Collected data
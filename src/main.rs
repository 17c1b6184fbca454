//! Meterbridge - Real-time Meter Visualization Bridge Binary
//!
//! A standalone binary bundling the relay server, static file server,
//! replay sender, session recorder, and log generator.

use std::sync::{Arc, Mutex};
use std::time::Duration;

use clap::{Args, Parser, Subcommand};
use futures_util::SinkExt;
use meterbridge::{
    generator, FileLogSink, HttpLogSink, LiveMonitor, LogSink, MeterViewModel, RecordingEngine,
    RelayConfig, ReplayEngine, StaticConfig, DEFAULT_RELAY_PORT, DEFAULT_STATIC_PORT,
};
use tokio_tungstenite::tungstenite::Message;
use tracing::{info, warn, Level};
use tracing_subscriber::{EnvFilter, FmtSubscriber};

#[derive(Parser)]
#[command(name = "meterbridge")]
#[command(about = "Real-time meter visualization bridge")]
#[command(version = env!("CARGO_PKG_VERSION"))]
#[command(long_about = "Relay, record, replay and serve multi-device meter state")]
struct Cli {
    #[command(subcommand)]
    command: Option<Commands>,

    /// Enable verbose logging
    #[arg(short, long)]
    verbose: bool,

    /// Enable debug logging
    #[arg(short, long)]
    debug: bool,
}

#[derive(Subcommand)]
enum Commands {
    /// Start the relay server (default)
    Relay(RelayArgs),

    /// Serve static files for the visualizer frontend
    Serve(ServeArgs),

    /// Play a recorded log into the relay
    Replay(ReplayArgs),

    /// Record live relay state into a session log
    Record(RecordArgs),

    /// Generate a synthetic session log
    Generate(GenerateArgs),
}

#[derive(Args)]
struct RelayArgs {
    /// Bind address (falls back to BRIDGE_HOST)
    #[arg(long)]
    host: Option<String>,

    /// Bind port (falls back to BRIDGE_PORT)
    #[arg(short, long)]
    port: Option<u16>,

    /// Directory for uploaded session logs
    #[arg(long, default_value = "logs")]
    logs_dir: String,
}

#[derive(Args)]
struct ServeArgs {
    /// Bind address (falls back to STATIC_HOST)
    #[arg(long)]
    host: Option<String>,

    /// Bind port (falls back to STATIC_PORT)
    #[arg(short, long)]
    port: Option<u16>,

    /// Directory to serve files from
    #[arg(long, default_value = ".")]
    dir: String,
}

#[derive(Args)]
struct ReplayArgs {
    /// Log file to play back
    file: String,

    /// Relay WebSocket URL
    #[arg(long, default_value_t = format!("ws://127.0.0.1:{DEFAULT_RELAY_PORT}/ws"))]
    relay_url: String,
}

#[derive(Args)]
struct RecordArgs {
    /// Recording duration in seconds
    #[arg(short, long, default_value_t = 30)]
    duration: u64,

    /// Session name
    #[arg(long, default_value = "session")]
    name: String,

    /// Directory the session log is written to
    #[arg(short, long, default_value = "logs")]
    output: String,

    /// Relay WebSocket URL
    #[arg(long, default_value_t = format!("ws://127.0.0.1:{DEFAULT_RELAY_PORT}/ws"))]
    relay_url: String,

    /// Relay HTTP base URL, used for polling and the save-log backup
    #[arg(long, default_value_t = format!("http://127.0.0.1:{DEFAULT_RELAY_PORT}"))]
    relay_http_url: String,
}

#[derive(Args)]
struct GenerateArgs {
    /// Output file
    #[arg(short, long, default_value = "logs/meter-log-simulated.json")]
    output: String,

    /// Simulated duration in seconds
    #[arg(short, long, default_value_t = 30)]
    duration: u64,

    /// Sampling interval in milliseconds
    #[arg(short, long, default_value_t = 200)]
    interval: u64,

    /// Number of simulated devices
    #[arg(long, default_value_t = 4)]
    devices: u8,
}

#[tokio::main]
async fn main() -> anyhow::Result<()> {
    let cli = Cli::parse();
    init_logging(&cli)?;

    match cli.command.unwrap_or(Commands::Relay(RelayArgs {
        host: None,
        port: None,
        logs_dir: "logs".to_string(),
    })) {
        Commands::Relay(args) => relay_command(args).await?,
        Commands::Serve(args) => serve_command(args).await?,
        Commands::Replay(args) => replay_command(args).await?,
        Commands::Record(args) => record_command(args).await?,
        Commands::Generate(args) => generate_command(args)?,
    }

    Ok(())
}

fn init_logging(cli: &Cli) -> anyhow::Result<()> {
    let level = if cli.debug {
        Level::DEBUG
    } else if cli.verbose {
        Level::INFO
    } else {
        Level::WARN
    };

    let subscriber = FmtSubscriber::builder()
        .with_max_level(level)
        .with_env_filter(EnvFilter::from_default_env())
        .with_target(false)
        .compact()
        .finish();

    tracing::subscriber::set_global_default(subscriber)?;

    Ok(())
}

async fn relay_command(args: RelayArgs) -> anyhow::Result<()> {
    let mut config = RelayConfig::from_env().with_logs_dir(&args.logs_dir);
    if let Some(host) = args.host {
        config = config.with_host(host);
    }
    if let Some(port) = args.port {
        config = config.with_port(port);
    }
    meterbridge::serve_relay(config).await?;
    Ok(())
}

async fn serve_command(args: ServeArgs) -> anyhow::Result<()> {
    let mut config = StaticConfig::from_env().with_base_dir(&args.dir);
    if let Some(host) = args.host {
        config = config.with_host(host);
    }
    if let Some(port) = args.port {
        config = config.with_port(port);
    }
    meterbridge::serve_static(config).await?;
    Ok(())
}

/// Play a log file into the relay: a local view model runs the playback and
/// every change notification is forwarded as a state envelope.
async fn replay_command(args: ReplayArgs) -> anyhow::Result<()> {
    let text = tokio::fs::read_to_string(&args.file).await?;

    let vm = MeterViewModel::new();
    let mut engine = ReplayEngine::new(vm.clone());
    let frames = engine.load(&text)?;
    info!(frames, "loaded {}", args.file);

    let (stream, _) = tokio_tungstenite::connect_async(&args.relay_url).await?;
    let (mut sink, _read) = futures_util::StreamExt::split(stream);

    // Bridge change notifications into the socket through a channel; the
    // listener callback is synchronous.
    let (tx, mut rx) = tokio::sync::mpsc::unbounded_channel::<String>();
    vm.on_change(move |snapshot| {
        let envelope = serde_json::json!({
            "type": "state",
            "payload": snapshot.to_payload(),
        });
        let _ = tx.send(envelope.to_string());
    });
    let forward = tokio::spawn(async move {
        while let Some(text) = rx.recv().await {
            if sink.send(Message::Text(text)).await.is_err() {
                break;
            }
        }
    });

    engine.play();
    while engine.is_playing() {
        tokio::time::sleep(Duration::from_millis(100)).await;
    }
    // Let the tail of the queue drain before tearing the socket down.
    tokio::time::sleep(Duration::from_millis(200)).await;
    forward.abort();
    info!("replay finished");
    Ok(())
}

/// Record live state for a fixed duration, then write the session log and
/// back it up to the relay.
async fn record_command(args: RecordArgs) -> anyhow::Result<()> {
    let monitor = LiveMonitor::new(
        MeterViewModel::new(),
        &args.relay_url,
        format!("{}/state", args.relay_http_url),
    );

    let recorder = Arc::new(Mutex::new(RecordingEngine::new()));
    recorder.lock().unwrap().start(&args.name);
    let hook = Arc::clone(&recorder);
    monitor.view_model().on_change(move |snapshot| {
        hook.lock().unwrap().record(&snapshot.values);
    });

    monitor.start();
    info!("recording for {}s", args.duration);
    tokio::time::sleep(Duration::from_secs(args.duration)).await;
    monitor.stop();

    let session = recorder
        .lock()
        .unwrap()
        .stop()
        .ok_or_else(|| anyhow::anyhow!("recording produced no session"))?;
    println!("Recorded {} entries", session.entries.len());

    let file_sink = FileLogSink::new(&args.output);
    let filename = file_sink.save(&session, None).await?;
    println!("Saved to {}/{}", args.output, filename);

    // Backup upload is best effort; a dead relay must not fail the run.
    let http_sink = HttpLogSink::new(format!("{}/save-log", args.relay_http_url));
    if let Err(e) = http_sink.save(&session, Some(&filename)).await {
        warn!("relay backup failed: {}", e);
    }
    Ok(())
}

fn generate_command(args: GenerateArgs) -> anyhow::Result<()> {
    let config = generator::GeneratorConfig {
        duration_ms: args.duration * 1000,
        interval_ms: args.interval,
        devices: args.devices,
    };
    let records = generator::generate_log(&config, &mut rand::thread_rng());
    let text = serde_json::to_string_pretty(&records)?;
    if let Some(parent) = std::path::Path::new(&args.output).parent() {
        std::fs::create_dir_all(parent)?;
    }
    std::fs::write(&args.output, text)?;
    println!("Generated {} records over {}s", records.len(), args.duration);
    println!("Saved to: {}", args.output);
    Ok(())
}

WHAT IS BEING ASKED
Reproduce only the lines above spanning from the line containing "if let Err(e)" through the line containing "let text = serde_json::to_string_pretty(&records)?;", word for word.

RESPONSE TO THE TASK
    if let Err(e) = http_sink.save(&session, Some(&filename)).await {
        warn!("relay backup failed: {}", e);
    }
    Ok(())
}

fn generate_command(args: GenerateArgs) -> anyhow::Result<()> {
    let config = generator::GeneratorConfig {
        duration_ms: args.duration * 1000,
        interval_ms: args.interval,
        devices: args.devices,
    };
    let records = generator::generate_log(&config, &mut rand::thread_rng());
    let text = serde_json::to_string_pretty(&records)?;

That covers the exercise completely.